In 2020, Illinois highways saw a sharp decrease in drivers. Unfortunately, this didn’t come with a decrease in accidents. New research has shown that the number of people speeding on the roads has actually increased and led to an increase in car accident fatalities.
What are the statistics for car accidents in 2020?
Throughout the United States, the number of car accidents increased in 2020 despite the smaller number of drivers on the road. In Illinois, the number of fatal car accidents increased by 11% in January through March. Speeding also increased by 14%, suggesting that drivers feel that it’s safe to break the law when there are fewer drivers on the road.
By July 2020, over 200 people had died in car and pedestrian accidents in Illinois. Pedestrians were particularly vulnerable, making up 75 of the total deaths. Motorcyclists came in second with 58 fatalities. The study also revealed that 83 of the fatalities were caused by drivers who didn’t have their license at the time. To make matters worse, 119 people involved in fatal car accidents weren’t wearing their seat belt.
The study revealed that most fatal car accidents happened on city streets, accounting for 192 fatalities in 2020. State highways had 142 fatalities while interstates had only 90 fatalities. County roads accounted for 101 deaths related to car accidents.
In 2018, the state of Illinois reported over 300,000 car accidents with less than 1% of these accidents resulting in fatalities.

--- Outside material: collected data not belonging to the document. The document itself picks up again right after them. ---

//! Human-readable and JSON formatting of certificate requests.

use crate::fields::{CertificateRequest, Extension, ExtensionValue, SanEntry};
use crate::validate::usage::ext_key_usage_short_name;
use crate::CsrgateError;

/// Maximum number of hex characters shown for uninterpreted extensions.
const RAW_PREVIEW_LEN: usize = 40;

/// Format a certificate request as human-readable text.
pub fn display_text(csr: &CertificateRequest) -> String {
    let mut out = String::new();

    out.push_str("Certificate Request:\n");
    out.push_str(&format!("  Subject: {}\n", csr.subject_string()));

    if !csr.extensions.is_empty() {
        out.push_str("  Requested Extensions:\n");
        for ext in &csr.extensions {
            format_extension(&mut out, ext);
        }
    }

    out
}

fn format_extension(out: &mut String, ext: &Extension) {
    let critical_str = if ext.critical { " [critical]" } else { "" };

    match &ext.value {
        ExtensionValue::BasicConstraints { ca, path_len } => {
            let pl = match path_len {
                Some(n) => format!(", pathlen:{}", n),
                None => String::new(),
            };
            out.push_str(&format!(
                "    Basic Constraints:{} CA={}{}\n",
                critical_str, ca, pl
            ));
        }
        ExtensionValue::KeyUsage(usages) => {
            let names: Vec<&str> = usages.iter().map(|u| u.long_name()).collect();
            out.push_str(&format!(
                "    Key Usage:{} {}\n",
                critical_str,
                names.join(", ")
            ));
        }
        ExtensionValue::ExtendedKeyUsage(usages) => {
            let names: Vec<&str> = usages
                .iter()
                .map(|u| ext_key_usage_short_name(u))
                .collect();
            out.push_str(&format!(
                "    Extended Key Usage:{} {}\n",
                critical_str,
                names.join(", ")
            ));
        }
        ExtensionValue::SubjectAltName(entries) => {
            out.push_str(&format!("    Subject Alternative Name:{}\n", critical_str));
            for entry in entries {
                match entry {
                    SanEntry::Dns(name) => out.push_str(&format!("      DNS: {}\n", name)),
                    SanEntry::Email(email) => out.push_str(&format!("      Email: {}\n", email)),
                    SanEntry::Ip(ip) => out.push_str(&format!("      IP: {}\n", ip)),
                    SanEntry::Uri(uri) => out.push_str(&format!("      URI: {}\n", uri)),
                    SanEntry::DirName(dn) => out.push_str(&format!("      DirName: {}\n", dn)),
                    SanEntry::Other(s) => out.push_str(&format!("      Other: {}\n", s)),
                }
            }
        }
        ExtensionValue::Other(hex) => {
            out.push_str(&format!(
                "    {} ({}):{}",
                ext.name, ext.oid, critical_str
            ));
            match hex.get(..RAW_PREVIEW_LEN) {
                Some(preview) if hex.len() > RAW_PREVIEW_LEN => {
                    out.push_str(&format!(" {}...\n", preview))
                }
                _ => out.push_str(&format!(" {}\n", hex)),
            }
        }
    }
}

/// Serialize a certificate request to a pretty-printed JSON string.
pub fn to_json(csr: &CertificateRequest) -> Result<String, CsrgateError> {
    serde_json::to_string_pretty(csr).map_err(CsrgateError::Json)
}
//! Matching primitives: domain suffixes and IP networks.
//!
//! These are pure functions shared by every name-based check.

use crate::validate::ConfigError;
use std::fmt;
use std::net::IpAddr;
use std::str::FromStr;

/// Check whether `name` is covered by one of `allowed_suffixes`.
///
/// A suffix `example.com` matches `example.com` itself and any name ending
/// in `.example.com`; it never matches `evilexample.com`. A suffix written
/// with a leading dot (`.example.com`) matches subdomains only. Comparison
/// is ASCII case-insensitive, and one trailing root dot on either side is
/// ignored, so `evil.example.com.` falls under `example.com`. An empty list
/// matches nothing.
pub fn domain_matches<S: AsRef<str>>(name: &str, allowed_suffixes: &[S]) -> bool {
    allowed_suffixes
        .iter()
        .any(|suffix| domain_matches_suffix(name, suffix.as_ref()))
}

/// Match one name against one suffix (label-boundary anchored).
pub(crate) fn domain_matches_suffix(name: &str, suffix: &str) -> bool {
    let name = strip_root_dot(name);
    let suffix = strip_root_dot(suffix);
    if suffix.is_empty() || name.is_empty() {
        return false;
    }
    let name = name.to_ascii_lowercase();
    let suffix = suffix.to_ascii_lowercase();
    if suffix.starts_with('.') {
        // ".example.com" matches any subdomain but not the domain itself
        return name.len() > suffix.len() && name.ends_with(&suffix);
    }
    name == suffix
        || (name.len() > suffix.len()
            && name.ends_with(&suffix)
            && name.as_bytes().get(name.len() - suffix.len() - 1) == Some(&b'.'))
}

fn strip_root_dot(name: &str) -> &str {
    name.strip_suffix('.').unwrap_or(name)
}

/// Check whether `address` falls inside any of `cidrs`.
///
/// Every CIDR is parsed before matching, so a malformed entry is reported
/// as [`ConfigError::InvalidCidr`] regardless of its position. An address
/// that does not parse, or belongs to a different family than a network,
/// simply does not match it.
pub fn network_contains<S: AsRef<str>>(address: &str, cidrs: &[S]) -> Result<bool, ConfigError> {
    let networks = cidrs
        .iter()
        .map(|c| c.as_ref().parse::<IpNetwork>())
        .collect::<Result<Vec<_>, _>>()?;
    let Ok(addr) = address.trim().parse::<IpAddr>() else {
        return Ok(false);
    };
    Ok(networks.iter().any(|net| net.contains(&addr)))
}

/// An IP network in CIDR notation (`10.0.0.0/8`, `2001:db8::/32`).
///
/// A bare address is a host network (`/32` or `/128`). Host bits below the
/// prefix are masked off, so `10.0.0.5/24` describes `10.0.0.0/24`.
#[derive(Debug, Clone, Copy, PartialEq, Eq, Hash)]
pub struct IpNetwork {
    addr: IpAddr,
    prefix: u8,
}

impl IpNetwork {
    pub fn new(addr: IpAddr, prefix: u8) -> Option<Self> {
        if prefix > max_prefix(&addr) {
            return None;
        }
        Some(Self {
            addr: mask_addr(&addr, prefix),
            prefix,
        })
    }

    pub fn network(&self) -> IpAddr {
        self.addr
    }

    pub fn prefix_len(&self) -> u8 {
        self.prefix
    }

    /// Whether `addr` is inside this network. Addresses of the other family
    /// are never contained.
    pub fn contains(&self, addr: &IpAddr) -> bool {
        match (self.addr, addr) {
            (IpAddr::V4(_), IpAddr::V4(_)) | (IpAddr::V6(_), IpAddr::V6(_)) => {
                mask_addr(addr, self.prefix) == self.addr
            }
            _ => false,
        }
    }
}

impl FromStr for IpNetwork {
    type Err = ConfigError;

    fn from_str(s: &str) -> Result<Self, Self::Err> {
        let invalid = || ConfigError::InvalidCidr {
            cidr: s.to_string(),
        };
        let trimmed = s.trim();
        let (addr_part, prefix_part) = match trimmed.split_once('/') {
            Some((a, p)) => (a, Some(p)),
            None => (trimmed, None),
        };
        let addr: IpAddr = addr_part.parse().map_err(|_| invalid())?;
        let prefix = match prefix_part {
            Some(p) if !p.is_empty() && p.bytes().all(|b| b.is_ascii_digit()) => {
                p.parse::<u8>().map_err(|_| invalid())?
            }
            Some(_) => return Err(invalid()),
            None => max_prefix(&addr),
        };
        IpNetwork::new(addr, prefix).ok_or_else(invalid)
    }
}

impl fmt::Display for IpNetwork {
    fn fmt(&self, f: &mut fmt::Formatter<'_>) -> fmt::Result {
        write!(f, "{}/{}", self.addr, self.prefix)
    }
}

fn max_prefix(addr: &IpAddr) -> u8 {
    match addr {
        IpAddr::V4(_) => 32,
        IpAddr::V6(_) => 128,
    }
}

/// Zero every bit of `addr` beyond the first `prefix` bits.
fn mask_addr(addr: &IpAddr, prefix: u8) -> IpAddr {
    match addr {
        IpAddr::V4(v4) => {
            let bits = u32::from(*v4);
            let mask = u32::MAX.checked_shl(32 - u32::from(prefix)).unwrap_or(0);
            IpAddr::V4((bits & mask).into())
        }
        IpAddr::V6(v6) => {
            let bits = u128::from(*v6);
            let mask = u128::MAX.checked_shl(128 - u32::from(prefix)).unwrap_or(0);
            IpAddr::V6((bits & mask).into())
        }
    }
}
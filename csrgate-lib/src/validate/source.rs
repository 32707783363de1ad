//! Restriction on where requests may come from.

use super::{ConfigError, PolicyViolation, ValidationContext, ValidationError, Validator};
use crate::check::IpNetwork;
use serde::{Deserialize, Serialize};

/// The client address must fall inside one of `cidrs`.
///
/// Networks are tried in order and the first match accepts. A malformed
/// network is reported when it is reached, so entries after a match are
/// never examined; [`Validator::preflight`] checks all of them.
#[derive(Debug, Clone, Default, PartialEq, Eq, Serialize, Deserialize)]
#[serde(default, deny_unknown_fields)]
pub struct SourceCidrsCheck {
    pub cidrs: Vec<String>,
}

impl Validator for SourceCidrsCheck {
    fn name(&self) -> &'static str {
        "source_cidrs"
    }

    fn validate(&self, ctx: &ValidationContext<'_>) -> Result<(), ValidationError> {
        let request = ctx
            .request
            .ok_or(ConfigError::MissingRequestMetadata { check: self.name() })?;
        let client = request.client_address;

        for cidr in &self.cidrs {
            let network: IpNetwork = cidr.parse()?;
            if network.contains(&client) {
                return Ok(());
            }
        }

        Err(PolicyViolation::SourceNotAllowed {
            address: client.to_string(),
        }
        .into())
    }

    fn preflight(&self) -> Result<(), ConfigError> {
        for cidr in &self.cidrs {
            cidr.parse::<IpNetwork>()?;
        }
        Ok(())
    }
}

This was a small increase over the number of car accidents in 2017. Nearly a third of the accidents involved drunk driving. On average, over 800 accidents were recorded per day.
What can you do if you’re injured in a car accident?
Everyone has a right to the road whether you’re a driver, pedestrian, bicyclist or motorcyclist. A car accident can be catastrophic for anyone, but it can be particularly devastating if you were a vulnerable pedestrian or bicyclist. The driver deserves to be held accountable for your injuries. An attorney may help you file a personal injury lawsuit against the other party, backed by evidence that shows the severity of your injuries.